What is required: The complete listing should be transcribed precisely.
···
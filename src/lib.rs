//! Inventory Azure Application Security Groups and write them as Terraform.
//!
//! Flow: list the subscriptions the credential can see, match them against
//! the requested IDs, then for every matched subscription list its ASGs and
//! write `<subscription-name>.tf` into the target directory.

pub mod azure;
pub mod config;
pub mod error;
pub mod models;
pub mod output;
pub mod processing;

use azure::AsgInventory;
use config::FailurePolicy;
use error::{AsgError, AsgResult};
use models::Subscription;
use processing::{find_matches, MatchResult};
use std::path::{Path, PathBuf};

/// What a run produced.
#[derive(Debug, Default)]
pub struct LookupReport {
    /// Terraform files written, in processing order, each path once.
    pub written: Vec<PathBuf>,
    /// Matched subscriptions without any ASG, no file written.
    pub skipped: Vec<Subscription>,
    /// Subscriptions that failed, only filled with [`FailurePolicy::Continue`].
    pub failed: Vec<(Subscription, AsgError)>,
    /// Requested IDs that matched no visible subscription.
    pub unmatched: Vec<String>,
}

/// Look up the ASGs of the requested subscriptions and write one Terraform file each.
///
/// Subscriptions are processed one at a time. Listing the subscriptions and
/// preparing `target_dir` are always fatal; a failure inside one
/// subscription aborts or is recorded depending on `policy`.
pub async fn run_asg_lookup<I: AsgInventory + ?Sized>(
    inventory: &I,
    requested: &str,
    target_dir: &Path,
    policy: FailurePolicy,
) -> AsgResult<LookupReport> {
    log::info!("#Start run_asg_lookup() target_dir={}", target_dir.display());

    let available = inventory.list_subscriptions().await?;
    log::info!("Credential can see {} subscriptions", available.len());

    let MatchResult { matched, unmatched } = find_matches(&available, requested);
    log::info!(
        "Matched {} subscriptions, {} not found",
        matched.len(),
        unmatched.len()
    );

    output::ensure_dir(target_dir)?;

    let mut report = LookupReport {
        unmatched,
        ..Default::default()
    };

    for sub in matched {
        log::info!("Looking up ASGs in {sub}");
        match lookup_subscription(inventory, &sub, target_dir).await {
            // duplicate requests or colliding names rewrite the same file
            Ok(Some(path)) if report.written.contains(&path) => {}
            Ok(Some(path)) => report.written.push(path),
            Ok(None) => report.skipped.push(sub),
            Err(e) => match policy {
                FailurePolicy::Abort => return Err(e),
                FailurePolicy::Continue => {
                    log::warn!("Skipping {sub}: {e}");
                    report.failed.push((sub, e));
                }
            },
        }
    }

    Ok(report)
}

async fn lookup_subscription<I: AsgInventory + ?Sized>(
    inventory: &I,
    sub: &Subscription,
    target_dir: &Path,
) -> AsgResult<Option<PathBuf>> {
    let asgs = inventory.list_asgs(sub).await?;
    log::info!("Found {} ASGs in {sub}", asgs.len());
    output::write_fragment(&sub.display_name, &asgs, target_dir)
}

#[cfg(test)]
mod tests {
    use super::*;
    use crate::error::TransportError;
    use crate::models::Asg;
    use async_trait::async_trait;
    use std::collections::HashMap;

    /// In memory inventory: ASGs per subscription id, `None` means listing fails.
    struct MockInventory {
        subscriptions: Vec<Subscription>,
        asgs: HashMap<String, Option<Vec<Asg>>>,
    }

    impl MockInventory {
        fn new() -> MockInventory {
            let mut asgs = HashMap::new();
            asgs.insert(
                "sub1".to_string(),
                Some(vec![
                    Asg::new("asg1-sub1", "rg1-1"),
                    Asg::new("asg2-sub1", "rg1-2"),
                ]),
            );
            asgs.insert(
                "sub2".to_string(),
                Some(vec![
                    Asg::new("asg1-sub2", "rg2-1"),
                    Asg::new("asg2-sub2", "rg2-1"),
                    Asg::new("asg3-sub2", "rg2-2"),
                ]),
            );
            asgs.insert("sub3".to_string(), Some(vec![]));
            asgs.insert("sub4".to_string(), None);
            MockInventory {
                subscriptions: vec![
                    Subscription::new("sub1", "Subscription 1"),
                    Subscription::new("sub2", "Subscription 2"),
                    Subscription::new("sub3", "Subscription 3"),
                    Subscription::new("sub4", "Subscription 4"),
                ],
                asgs,
            }
        }
    }

    #[async_trait]
    impl AsgInventory for MockInventory {
        async fn list_subscriptions(&self) -> AsgResult<Vec<Subscription>> {
            Ok(self.subscriptions.clone())
        }

        async fn list_asgs(&self, subscription: &Subscription) -> AsgResult<Vec<Asg>> {
            match self.asgs.get(&subscription.subscription_id) {
                Some(Some(asgs)) => Ok(asgs.clone()),
                _ => Err(AsgError::ListingFailed {
                    listing: format!("ASGs in {}", subscription.display_name),
                    page: 0,
                    source: TransportError::Status {
                        status: 403,
                        body: "AuthorizationFailed".to_string(),
                    },
                }),
            }
        }
    }

    #[tokio::test]
    async fn test_run_writes_non_empty_subscriptions() {
        let dir = tempfile::tempdir().expect("Failed to create temp dir");
        let target = dir.path().join("tf-files");

        let report = run_asg_lookup(
            &MockInventory::new(),
            "sub1,sub3,unknownSub",
            &target,
            FailurePolicy::Abort,
        )
        .await
        .expect("run ok");

        assert_eq!(report.written, vec![target.join("subscription-1.tf")]);
        assert_eq!(report.skipped, vec![Subscription::new("sub3", "Subscription 3")]);
        assert!(report.failed.is_empty());
        assert_eq!(report.unmatched, vec!["unknownSub"]);
        assert!(!target.join("subscription-3.tf").exists());

        let text = std::fs::read_to_string(target.join("subscription-1.tf")).unwrap();
        assert_eq!(text.matches("asgName").count(), 2);
        assert!(text.contains("resourceGroupName = \"rg1-2\""));
    }

    #[tokio::test]
    async fn test_run_aborts_on_failed_subscription() {
        let dir = tempfile::tempdir().expect("Failed to create temp dir");
        let err = run_asg_lookup(
            &MockInventory::new(),
            "sub4,sub2",
            dir.path(),
            FailurePolicy::Abort,
        )
        .await
        .unwrap_err();
        assert!(matches!(err, AsgError::ListingFailed { .. }));
        // sub2 comes first in available order and was written before sub4 failed
        assert!(dir.path().join("subscription-2.tf").exists());
    }

    #[tokio::test]
    async fn test_run_continues_on_failed_subscription() {
        let dir = tempfile::tempdir().expect("Failed to create temp dir");
        let report = run_asg_lookup(
            &MockInventory::new(),
            "sub4,sub1",
            dir.path(),
            FailurePolicy::Continue,
        )
        .await
        .expect("run ok");
        assert_eq!(report.written, vec![dir.path().join("subscription-1.tf")]);
        assert_eq!(report.failed.len(), 1);
        assert_eq!(report.failed[0].0.subscription_id, "sub4");
    }

    #[tokio::test]
    async fn test_run_duplicate_request_lists_file_once() {
        let dir = tempfile::tempdir().expect("Failed to create temp dir");
        let report = run_asg_lookup(
            &MockInventory::new(),
            "sub2,sub2",
            dir.path(),
            FailurePolicy::Abort,
        )
        .await
        .expect("run ok");
        assert_eq!(report.written, vec![dir.path().join("subscription-2.tf")]);
        assert_eq!(
            crate::output::format_summary(&report),
            "files_written=1 skipped_no_asgs=0 failed=0 not_found=0"
        );
    }

    #[tokio::test]
    async fn test_run_directory_conflict() {
        let dir = tempfile::tempdir().expect("Failed to create temp dir");
        let target = dir.path().join("tf-files");
        std::fs::write(&target, "file").unwrap();
        let err = run_asg_lookup(
            &MockInventory::new(),
            "sub1",
            &target,
            FailurePolicy::Continue,
        )
        .await
        .unwrap_err();
        assert!(matches!(err, AsgError::DirectoryConflict(_)));
    }
}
···
Exercise result:
filename src/lib.rs
//! Inventory Azure Application Security Groups and write them as Terraform.
//!
//! Flow: list the subscriptions the credential can see, match them against
//! the requested IDs, then for every matched subscription list its ASGs and
//! write `<subscription-name>.tf` into the target directory.

pub mod azure;
pub mod config;
pub mod error;
pub mod models;
pub mod output;
pub mod processing;

use azure::AsgInventory;
use config::FailurePolicy;
use error::{AsgError, AsgResult};
use models::Subscription;
use processing::{find_matches, MatchResult};
use std::path::{Path, PathBuf};

/// What a run produced.
#[derive(Debug, Default)]
pub struct LookupReport {
    /// Terraform files written, in processing order, each path once.
    pub written: Vec<PathBuf>,
    /// Matched subscriptions without any ASG, no file written.
    pub skipped: Vec<Subscription>,
    /// Subscriptions that failed, only filled with [`FailurePolicy::Continue`].
    pub failed: Vec<(Subscription, AsgError)>,
    /// Requested IDs that matched no visible subscription.
    pub unmatched: Vec<String>,
}

/// Look up the ASGs of the requested subscriptions and write one Terraform file each.
///
/// Subscriptions are processed one at a time. Listing the subscriptions and
/// preparing `target_dir` are always fatal; a failure inside one
/// subscription aborts or is recorded depending on `policy`.
pub async fn run_asg_lookup<I: AsgInventory + ?Sized>(
    inventory: &I,
    requested: &str,
    target_dir: &Path,
    policy: FailurePolicy,
) -> AsgResult<LookupReport> {
    log::info!("#Start run_asg_lookup() target_dir={}", target_dir.display());

    let available = inventory.list_subscriptions().await?;
    log::info!("Credential can see {} subscriptions", available.len());

    let MatchResult { matched, unmatched } = find_matches(&available, requested);
    log::info!(
        "Matched {} subscriptions, {} not found",
        matched.len(),
        unmatched.len()
    );

    output::ensure_dir(target_dir)?;

    let mut report = LookupReport {
        unmatched,
        ..Default::default()
    };

    for sub in matched {
        log::info!("Looking up ASGs in {sub}");
        match lookup_subscription(inventory, &sub, target_dir).await {
            // duplicate requests or colliding names rewrite the same file
            Ok(Some(path)) if report.written.contains(&path) => {}
            Ok(Some(path)) => report.written.push(path),
            Ok(None) => report.skipped.push(sub),
            Err(e) => match policy {
                FailurePolicy::Abort => return Err(e),
                FailurePolicy::Continue => {
                    log::warn!("Skipping {sub}: {e}");
                    report.failed.push((sub, e));
                }
            },
        }
    }

    Ok(report)
}

async fn lookup_subscription<I: AsgInventory + ?Sized>(
    inventory: &I,
    sub: &Subscription,
    target_dir: &Path,
) -> AsgResult<Option<PathBuf>> {
    let asgs = inventory.list_asgs(sub).await?;
    log::info!("Found {} ASGs in {sub}", asgs.len());
    output::write_fragment(&sub.display_name, &asgs, target_dir)
}

#[cfg(test)]
mod tests {
    use super::*;
    use crate::error::TransportError;
    use crate::models::Asg;
    use async_trait::async_trait;
    use std::collections::HashMap;

    /// In memory inventory: ASGs per subscription id, `None` means listing fails.
    struct MockInventory {
        subscriptions: Vec<Subscription>,
        asgs: HashMap<String, Option<Vec<Asg>>>,
    }

    impl MockInventory {
        fn new() -> MockInventory {
            let mut asgs = HashMap::new();
            asgs.insert(
                "sub1".to_string(),
                Some(vec![
                    Asg::new("asg1-sub1", "rg1-1"),
                    Asg::new("asg2-sub1", "rg1-2"),
                ]),
            );
            asgs.insert(
                "sub2".to_string(),
                Some(vec![
                    Asg::new("asg1-sub2", "rg2-1"),
                    Asg::new("asg2-sub2", "rg2-1"),
                    Asg::new("asg3-sub2", "rg2-2"),
                ]),
            );
            asgs.insert("sub3".to_string(), Some(vec![]));
            asgs.insert("sub4".to_string(), None);
            MockInventory {
                subscriptions: vec![
                    Subscription::new("sub1", "Subscription 1"),
                    Subscription::new("sub2", "Subscription 2"),
                    Subscription::new("sub3", "Subscription 3"),
                    Subscription::new("sub4", "Subscription 4"),
                ],
                asgs,
            }
        }
    }

    #[async_trait]
    impl AsgInventory for MockInventory {
        async fn list_subscriptions(&self) -> AsgResult<Vec<Subscription>> {
            Ok(self.subscriptions.clone())
        }

        async fn list_asgs(&self, subscription: &Subscription) -> AsgResult<Vec<Asg>> {
            match self.asgs.get(&subscription.subscription_id) {
                Some(Some(asgs)) => Ok(asgs.clone()),
                _ => Err(AsgError::ListingFailed {
                    listing: format!("ASGs in {}", subscription.display_name),
                    page: 0,
                    source: TransportError::Status {
                        status: 403,
                        body: "AuthorizationFailed".to_string(),
                    },
                }),
            }
        }
    }

    #[tokio::test]
    async fn test_run_writes_non_empty_subscriptions() {
        let dir = tempfile::tempdir().expect("Failed to create temp dir");
        let target = dir.path().join("tf-files");

        let report = run_asg_lookup(
            &MockInventory::new(),
            "sub1,sub3,unknownSub",
            &target,
            FailurePolicy::Abort,
        )
        .await
        .expect("run ok");

        assert_eq!(report.written, vec![target.join("subscription-1.tf")]);
        assert_eq!(report.skipped, vec![Subscription::new("sub3", "Subscription 3")]);
        assert!(report.failed.is_empty());
        assert_eq!(report.unmatched, vec!["unknownSub"]);
        assert!(!target.join("subscription-3.tf").exists());

        let text = std::fs::read_to_string(target.join("subscription-1.tf")).unwrap();
        assert_eq!(text.matches("asgName").count(), 2);
        assert!(text.contains("resourceGroupName = \"rg1-2\""));
    }

    #[tokio::test]
    async fn test_run_aborts_on_failed_subscription() {
        let dir = tempfile::tempdir().expect("Failed to create temp dir");
        let err = run_asg_lookup(
            &MockInventory::new(),
            "sub4,sub2",
            dir.path(),
            FailurePolicy::Abort,
        )
        .await
        .unwrap_err();
        assert!(matches!(err, AsgError::ListingFailed { .. }));
        // sub2 comes first in available order and was written before sub4 failed
        assert!(dir.path().join("subscription-2.tf").exists());
    }

    #[tokio::test]
    async fn test_run_continues_on_failed_subscription() {
        let dir = tempfile::tempdir().expect("Failed to create temp dir");
        let report = run_asg_lookup(
            &MockInventory::new(),
            "sub4,sub1",
            dir.path(),
            FailurePolicy::Continue,
        )
        .await
        .expect("run ok");
        assert_eq!(report.written, vec![dir.path().join("subscription-1.tf")]);
        assert_eq!(report.failed.len(), 1);
        assert_eq!(report.failed[0].0.subscription_id, "sub4");
    }

    #[tokio::test]
    async fn test_run_duplicate_request_lists_file_once() {
        let dir = tempfile::tempdir().expect("Failed to create temp dir");
        let report = run_asg_lookup(
            &MockInventory::new(),
            "sub2,sub2",
            dir.path(),
            FailurePolicy::Abort,
        )
        .await
        .expect("run ok");
        assert_eq!(report.written, vec![dir.path().join("subscription-2.tf")]);
        assert_eq!(
            crate::output::format_summary(&report),
            "files_written=1 skipped_no_asgs=0 failed=0 not_found=0"
        );
    }

    #[tokio::test]
    async fn test_run_directory_conflict() {
        let dir = tempfile::tempdir().expect("Failed to create temp dir");
        let target = dir.path().join("tf-files");
        std::fs::write(&target, "file").unwrap();
        let err = run_asg_lookup(
            &MockInventory::new(),
            "sub1",
            &target,
            FailurePolicy::Continue,
        )
        .await
        .unwrap_err();
        assert!(matches!(err, AsgError::DirectoryConflict(_)));
    }
}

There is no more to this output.